_What this task involves_
From the listing below, work out how many lines contain "flags". Reply with that number only.

_Records_
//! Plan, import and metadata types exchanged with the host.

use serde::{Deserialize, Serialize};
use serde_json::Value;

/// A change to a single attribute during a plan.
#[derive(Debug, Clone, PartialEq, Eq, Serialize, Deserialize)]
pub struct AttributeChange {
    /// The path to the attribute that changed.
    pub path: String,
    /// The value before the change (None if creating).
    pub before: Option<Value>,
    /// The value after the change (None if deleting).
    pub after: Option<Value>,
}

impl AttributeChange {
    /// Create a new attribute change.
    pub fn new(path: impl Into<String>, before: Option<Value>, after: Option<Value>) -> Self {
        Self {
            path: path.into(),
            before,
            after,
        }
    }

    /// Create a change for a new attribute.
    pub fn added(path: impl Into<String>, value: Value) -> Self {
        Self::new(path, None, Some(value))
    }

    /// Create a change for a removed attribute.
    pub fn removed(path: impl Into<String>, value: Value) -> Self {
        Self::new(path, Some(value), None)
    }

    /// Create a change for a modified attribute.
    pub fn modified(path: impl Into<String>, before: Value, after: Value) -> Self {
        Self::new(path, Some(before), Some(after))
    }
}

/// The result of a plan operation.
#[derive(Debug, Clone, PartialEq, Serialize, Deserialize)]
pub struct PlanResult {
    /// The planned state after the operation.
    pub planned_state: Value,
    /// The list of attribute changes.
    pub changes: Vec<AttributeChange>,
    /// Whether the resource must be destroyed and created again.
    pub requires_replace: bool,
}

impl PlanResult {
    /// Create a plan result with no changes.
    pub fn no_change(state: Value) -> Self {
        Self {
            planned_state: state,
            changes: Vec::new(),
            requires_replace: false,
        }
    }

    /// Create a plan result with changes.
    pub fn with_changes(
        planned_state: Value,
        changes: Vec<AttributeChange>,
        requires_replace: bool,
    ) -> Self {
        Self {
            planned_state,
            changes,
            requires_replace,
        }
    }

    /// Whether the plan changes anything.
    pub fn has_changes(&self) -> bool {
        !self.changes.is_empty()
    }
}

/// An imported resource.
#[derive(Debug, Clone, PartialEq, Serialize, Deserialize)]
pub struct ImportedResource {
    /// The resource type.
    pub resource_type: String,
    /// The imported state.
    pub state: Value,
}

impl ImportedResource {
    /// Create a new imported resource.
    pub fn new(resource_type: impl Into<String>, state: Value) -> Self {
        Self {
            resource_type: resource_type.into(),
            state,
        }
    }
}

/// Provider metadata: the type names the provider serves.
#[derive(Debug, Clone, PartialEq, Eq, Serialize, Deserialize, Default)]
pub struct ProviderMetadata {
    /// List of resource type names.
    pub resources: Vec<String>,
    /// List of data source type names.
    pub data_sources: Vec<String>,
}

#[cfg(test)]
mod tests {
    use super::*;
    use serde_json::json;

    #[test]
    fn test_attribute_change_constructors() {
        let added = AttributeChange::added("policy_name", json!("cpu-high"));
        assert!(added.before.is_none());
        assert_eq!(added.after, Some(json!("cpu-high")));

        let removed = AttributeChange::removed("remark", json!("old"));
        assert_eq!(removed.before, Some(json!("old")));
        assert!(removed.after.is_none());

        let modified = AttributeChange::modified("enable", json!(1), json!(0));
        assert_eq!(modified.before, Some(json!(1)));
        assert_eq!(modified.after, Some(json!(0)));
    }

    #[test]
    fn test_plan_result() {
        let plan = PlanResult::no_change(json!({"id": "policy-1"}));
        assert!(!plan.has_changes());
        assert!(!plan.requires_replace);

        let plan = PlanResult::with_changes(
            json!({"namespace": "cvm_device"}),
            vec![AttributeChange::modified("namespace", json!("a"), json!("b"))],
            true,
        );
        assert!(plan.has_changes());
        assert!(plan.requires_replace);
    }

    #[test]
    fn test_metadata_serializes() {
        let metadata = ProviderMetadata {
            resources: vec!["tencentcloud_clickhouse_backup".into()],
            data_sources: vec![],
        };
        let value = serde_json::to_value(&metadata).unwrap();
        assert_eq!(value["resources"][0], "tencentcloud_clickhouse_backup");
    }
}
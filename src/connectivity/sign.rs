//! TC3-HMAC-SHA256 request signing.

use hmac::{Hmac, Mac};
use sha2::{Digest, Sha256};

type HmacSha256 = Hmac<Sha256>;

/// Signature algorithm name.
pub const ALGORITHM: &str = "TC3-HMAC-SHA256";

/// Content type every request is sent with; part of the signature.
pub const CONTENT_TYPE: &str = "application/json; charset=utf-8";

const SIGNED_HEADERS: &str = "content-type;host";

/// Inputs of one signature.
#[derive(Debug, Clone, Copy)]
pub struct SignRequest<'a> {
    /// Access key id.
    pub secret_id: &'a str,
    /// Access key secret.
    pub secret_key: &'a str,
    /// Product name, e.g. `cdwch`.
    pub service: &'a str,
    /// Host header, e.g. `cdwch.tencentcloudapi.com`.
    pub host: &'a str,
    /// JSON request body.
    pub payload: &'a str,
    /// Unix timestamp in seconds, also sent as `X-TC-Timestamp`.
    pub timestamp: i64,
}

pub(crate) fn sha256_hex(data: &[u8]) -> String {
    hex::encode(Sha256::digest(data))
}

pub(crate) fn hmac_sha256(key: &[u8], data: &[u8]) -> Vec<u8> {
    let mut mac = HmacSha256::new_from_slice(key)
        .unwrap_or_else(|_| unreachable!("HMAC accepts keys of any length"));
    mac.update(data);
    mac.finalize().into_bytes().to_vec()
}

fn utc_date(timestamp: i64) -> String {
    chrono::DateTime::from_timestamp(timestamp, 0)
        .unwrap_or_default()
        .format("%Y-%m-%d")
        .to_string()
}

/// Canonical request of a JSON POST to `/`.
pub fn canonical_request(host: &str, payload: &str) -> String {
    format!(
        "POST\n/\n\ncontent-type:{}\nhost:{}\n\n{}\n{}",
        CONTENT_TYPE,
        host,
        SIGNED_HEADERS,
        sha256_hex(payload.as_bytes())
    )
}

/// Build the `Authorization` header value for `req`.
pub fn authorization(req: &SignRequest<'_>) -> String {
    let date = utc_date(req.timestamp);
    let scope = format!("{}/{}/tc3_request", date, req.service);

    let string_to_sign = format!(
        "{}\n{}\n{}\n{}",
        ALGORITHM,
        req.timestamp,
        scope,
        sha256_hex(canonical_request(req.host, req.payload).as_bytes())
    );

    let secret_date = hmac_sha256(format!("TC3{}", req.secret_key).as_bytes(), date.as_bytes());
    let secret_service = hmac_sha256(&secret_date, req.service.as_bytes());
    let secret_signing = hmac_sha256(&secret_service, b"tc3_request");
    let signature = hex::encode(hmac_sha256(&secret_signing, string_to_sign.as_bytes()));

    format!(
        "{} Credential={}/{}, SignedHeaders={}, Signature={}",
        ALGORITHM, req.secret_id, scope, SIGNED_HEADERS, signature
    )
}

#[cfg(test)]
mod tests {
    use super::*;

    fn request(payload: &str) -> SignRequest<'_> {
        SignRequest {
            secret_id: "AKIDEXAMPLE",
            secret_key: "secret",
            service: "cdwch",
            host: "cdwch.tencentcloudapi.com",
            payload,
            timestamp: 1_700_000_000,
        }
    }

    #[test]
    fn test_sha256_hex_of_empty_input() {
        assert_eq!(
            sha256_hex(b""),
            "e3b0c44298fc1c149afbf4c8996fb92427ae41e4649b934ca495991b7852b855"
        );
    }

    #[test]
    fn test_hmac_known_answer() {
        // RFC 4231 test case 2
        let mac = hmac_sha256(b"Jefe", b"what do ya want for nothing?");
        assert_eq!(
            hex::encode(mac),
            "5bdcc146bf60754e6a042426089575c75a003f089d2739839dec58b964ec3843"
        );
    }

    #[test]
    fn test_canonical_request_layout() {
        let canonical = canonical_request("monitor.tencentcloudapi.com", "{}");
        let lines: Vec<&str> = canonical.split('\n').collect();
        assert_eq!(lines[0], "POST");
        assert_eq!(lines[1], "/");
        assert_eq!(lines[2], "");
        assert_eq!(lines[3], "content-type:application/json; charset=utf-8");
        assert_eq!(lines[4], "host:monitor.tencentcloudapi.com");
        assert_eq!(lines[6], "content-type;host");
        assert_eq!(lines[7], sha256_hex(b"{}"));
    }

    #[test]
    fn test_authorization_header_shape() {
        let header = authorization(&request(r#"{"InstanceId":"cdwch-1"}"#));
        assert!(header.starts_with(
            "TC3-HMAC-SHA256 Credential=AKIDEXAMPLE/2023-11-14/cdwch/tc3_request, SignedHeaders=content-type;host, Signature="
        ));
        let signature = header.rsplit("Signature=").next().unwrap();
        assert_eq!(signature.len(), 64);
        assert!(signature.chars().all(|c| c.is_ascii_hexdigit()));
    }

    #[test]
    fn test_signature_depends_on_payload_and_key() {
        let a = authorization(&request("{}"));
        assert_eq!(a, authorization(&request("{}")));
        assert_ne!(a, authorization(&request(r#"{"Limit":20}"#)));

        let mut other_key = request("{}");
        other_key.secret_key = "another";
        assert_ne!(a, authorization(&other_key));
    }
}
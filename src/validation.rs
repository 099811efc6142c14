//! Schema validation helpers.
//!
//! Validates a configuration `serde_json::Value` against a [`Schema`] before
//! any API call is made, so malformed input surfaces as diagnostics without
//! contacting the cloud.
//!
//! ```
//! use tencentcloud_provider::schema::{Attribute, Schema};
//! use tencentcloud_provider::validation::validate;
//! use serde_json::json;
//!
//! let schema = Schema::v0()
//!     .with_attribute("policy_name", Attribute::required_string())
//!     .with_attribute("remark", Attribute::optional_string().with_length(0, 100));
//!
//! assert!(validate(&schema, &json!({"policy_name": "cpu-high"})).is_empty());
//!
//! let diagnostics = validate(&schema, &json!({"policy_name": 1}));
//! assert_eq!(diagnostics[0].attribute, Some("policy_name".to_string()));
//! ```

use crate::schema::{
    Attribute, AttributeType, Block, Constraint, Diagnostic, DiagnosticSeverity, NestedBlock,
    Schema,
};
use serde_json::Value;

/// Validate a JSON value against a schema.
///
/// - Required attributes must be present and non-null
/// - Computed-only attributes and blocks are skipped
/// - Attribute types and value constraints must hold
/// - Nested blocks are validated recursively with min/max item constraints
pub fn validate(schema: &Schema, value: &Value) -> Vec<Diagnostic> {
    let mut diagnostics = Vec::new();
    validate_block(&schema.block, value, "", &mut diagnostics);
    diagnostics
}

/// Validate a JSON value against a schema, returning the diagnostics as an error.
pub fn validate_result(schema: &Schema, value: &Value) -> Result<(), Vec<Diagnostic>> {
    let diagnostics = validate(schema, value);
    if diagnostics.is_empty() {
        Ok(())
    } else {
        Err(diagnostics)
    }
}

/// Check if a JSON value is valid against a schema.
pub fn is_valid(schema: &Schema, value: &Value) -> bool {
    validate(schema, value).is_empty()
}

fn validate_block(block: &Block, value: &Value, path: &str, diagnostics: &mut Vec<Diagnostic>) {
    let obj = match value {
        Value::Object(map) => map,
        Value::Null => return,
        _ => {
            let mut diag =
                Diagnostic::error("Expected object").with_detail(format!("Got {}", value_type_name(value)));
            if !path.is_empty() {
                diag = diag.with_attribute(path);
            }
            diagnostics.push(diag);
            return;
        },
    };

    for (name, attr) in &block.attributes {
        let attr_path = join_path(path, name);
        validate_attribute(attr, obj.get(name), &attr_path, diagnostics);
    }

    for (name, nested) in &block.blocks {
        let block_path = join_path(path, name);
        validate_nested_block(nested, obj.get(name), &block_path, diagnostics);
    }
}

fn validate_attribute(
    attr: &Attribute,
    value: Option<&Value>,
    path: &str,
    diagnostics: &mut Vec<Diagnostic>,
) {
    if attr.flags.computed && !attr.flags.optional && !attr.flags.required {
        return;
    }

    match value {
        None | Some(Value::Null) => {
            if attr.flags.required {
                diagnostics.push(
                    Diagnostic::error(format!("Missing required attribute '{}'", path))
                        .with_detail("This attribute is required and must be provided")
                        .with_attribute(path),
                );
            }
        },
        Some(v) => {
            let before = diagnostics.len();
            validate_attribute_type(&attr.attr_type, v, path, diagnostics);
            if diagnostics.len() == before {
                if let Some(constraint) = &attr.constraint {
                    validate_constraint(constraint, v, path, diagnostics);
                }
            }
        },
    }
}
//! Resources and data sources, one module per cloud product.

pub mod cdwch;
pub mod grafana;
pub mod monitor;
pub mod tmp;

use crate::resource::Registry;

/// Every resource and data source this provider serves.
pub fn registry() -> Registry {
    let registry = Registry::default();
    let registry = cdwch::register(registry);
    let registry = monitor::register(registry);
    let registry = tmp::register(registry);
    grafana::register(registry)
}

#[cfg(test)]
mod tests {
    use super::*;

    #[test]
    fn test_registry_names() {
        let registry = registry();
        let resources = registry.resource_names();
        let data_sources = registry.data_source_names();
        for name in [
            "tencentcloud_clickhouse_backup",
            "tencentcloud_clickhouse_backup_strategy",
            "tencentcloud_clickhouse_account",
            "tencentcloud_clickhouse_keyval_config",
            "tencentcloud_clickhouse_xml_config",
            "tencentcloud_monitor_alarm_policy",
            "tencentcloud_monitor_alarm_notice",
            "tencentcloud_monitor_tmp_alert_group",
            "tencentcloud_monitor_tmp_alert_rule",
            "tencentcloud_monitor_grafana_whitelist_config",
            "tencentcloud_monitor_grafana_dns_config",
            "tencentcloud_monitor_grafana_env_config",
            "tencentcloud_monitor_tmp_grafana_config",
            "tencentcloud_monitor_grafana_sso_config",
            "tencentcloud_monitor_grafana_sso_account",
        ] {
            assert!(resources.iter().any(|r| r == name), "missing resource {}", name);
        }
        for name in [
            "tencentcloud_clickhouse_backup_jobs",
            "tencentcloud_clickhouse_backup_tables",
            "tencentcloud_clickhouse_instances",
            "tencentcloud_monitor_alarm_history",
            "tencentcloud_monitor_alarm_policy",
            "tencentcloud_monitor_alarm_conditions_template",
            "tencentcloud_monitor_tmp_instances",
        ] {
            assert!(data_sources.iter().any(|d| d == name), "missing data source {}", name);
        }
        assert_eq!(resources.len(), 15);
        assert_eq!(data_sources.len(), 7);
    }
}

_Result of this exercise_
2